De 1984 à 2006, le Mac est resté sur son îlot à cause de l'incompatibilité des deux familles de processeurs utilisées durant cette période avec celle des PC : les Motorola 680x0 et les AIM PowerPC exigeaient un portage en bonne et du forme, parfois laborieux, pour qu'un jeu transite de Windows à Mac OS. Le passage aux processeurs Intel a amplement simplifié la donne, puisqu'au lieu de convertir tant les appels aux API du système (lire : Lexique : si vous avez raté le début ) qu'à l'assembleur du processeur, il n'a plus été besoin que de modifier le dialogue avec le système d'exploitation. Il faut également noter que l'ère du PowerPC aura été la plus douloureuse, puisque ces processeurs RISC étaient "gros-boutiens" et que les processeurs d'Intel étaient "petit-boutiens", c'est à dire que l'ordre même des octets stockés en mémoire était inversé. Ce sont ces difficultés qui ont garanti l'exclusivité du marché Mac aux éditeurs tiers, disposant d'un savoir-faire hors de portée des éditeurs originaux, pour qui le jeu n'en valait pas la chandelle.

Dans le domaine du jeu, les API sont relativement plus restreintes que pour d'autres types d'applications. Pour l'essentiel et pour faire simple, elles se limitent en accès aux données et à la carte vidéo. Or Mac OS X et Windows proposent chacun des frameworks très similaires, bien que parlant un langage différent : Direct3D et OpenGL. Pour faire un portage de l'un vers l'autre, il suffit de faire un routage des appels vers l'un aux accès de l'autre, ce qu'on appelle un "wrapper". C'est la méthode utilisée par tous les portages natifs, ce qui permet d'automatiser quelque peu l'opération, le reste se soldant par la correction ponctuelle de tout ce qui ne relève pas à proprement parler de l'affichage.

Or l'arrivée des processeurs Intel a permis de placer la technique du wrapper au-dessus de la compilation, puisqu'il suffit dorénavant d'intercepter et de dérouter ces messages en temps réel maintenant que le processeur est écarté du problème. C'est notamment par ce biais que fonctionne la technologie Cider de Transgaming : le portage de Windows à Mac OS X peut se faire sans même avoir accès aux sources du logiciel original, en plaçant simplement le fichier binaire compilé dans un bundle pour Mac OS X, qu'on paramètre à l'aide de simple fichiers texte. Certains hackers se sont d'ailleurs fait une spécialité de proposer des versions personnalisées du wrapper, repris de jeux commerciaux au fur et à mesure des mises à jour de Cider, pour permettre le portage de jeux qui ne sont pas proposés sur Mac au prix de quelques incantations.
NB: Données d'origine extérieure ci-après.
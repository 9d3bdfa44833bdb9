//! Structured logging.
//!
//! `RUST_LOG` takes precedence over the configured level so a single run can be
//! made verbose without editing the config file.

use tracing_subscriber::{layer::SubscriberExt, util::SubscriberInitExt, EnvFilter};

use crate::config::ObservabilityConfig;

/// Filter used when `RUST_LOG` is unset.
pub fn default_filter(config: &ObservabilityConfig) -> String {
    format!("ballot_deployer={},alloy=warn", config.log_level)
}

/// Install the global subscriber. Safe to call once per process.
pub fn init_logging(config: &ObservabilityConfig) {
    let filter = EnvFilter::try_from_default_env()
        .unwrap_or_else(|_| EnvFilter::new(default_filter(config)));

    let registry = tracing_subscriber::registry().with(filter);
    let result = if config.json {
        registry.with(tracing_subscriber::fmt::layer().json()).try_init()
    } else {
        registry
            .with(tracing_subscriber::fmt::layer().with_target(false))
            .try_init()
    };

    if let Err(e) = result {
        eprintln!("logging already initialized: {}", e);
    }
}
Cider s'est attiré les foudres de certains Mac-maniaques, sans doute encouragés par les éditeurs tiers, puisque les portages ainsi réalisés ne demandaient plus autant d'attention que naguère. Cependant la mauvaise réputation de Cider est amplement exagérée : l'antienne voudrait qu'il soit moins performant qu'un portage "manuel", mais il n'est pas rare de trouver des portages exploitant Cider qui soient plus véloces que des portages prétendument natifs : un wrapper reste et demeure un wrapper, les différences ne tenant plus qu'à la magie de la compilation. Quoi qu'il en soit, Cider aura au moins eu le mérite d'ouvrir l'appétit des éditeurs originaux, puisqu'il leur a permis de proposer leurs titres sur Mac au prix d'efforts minimes, et de ne plus dépendre du savoir-faire des éditeurs tiers.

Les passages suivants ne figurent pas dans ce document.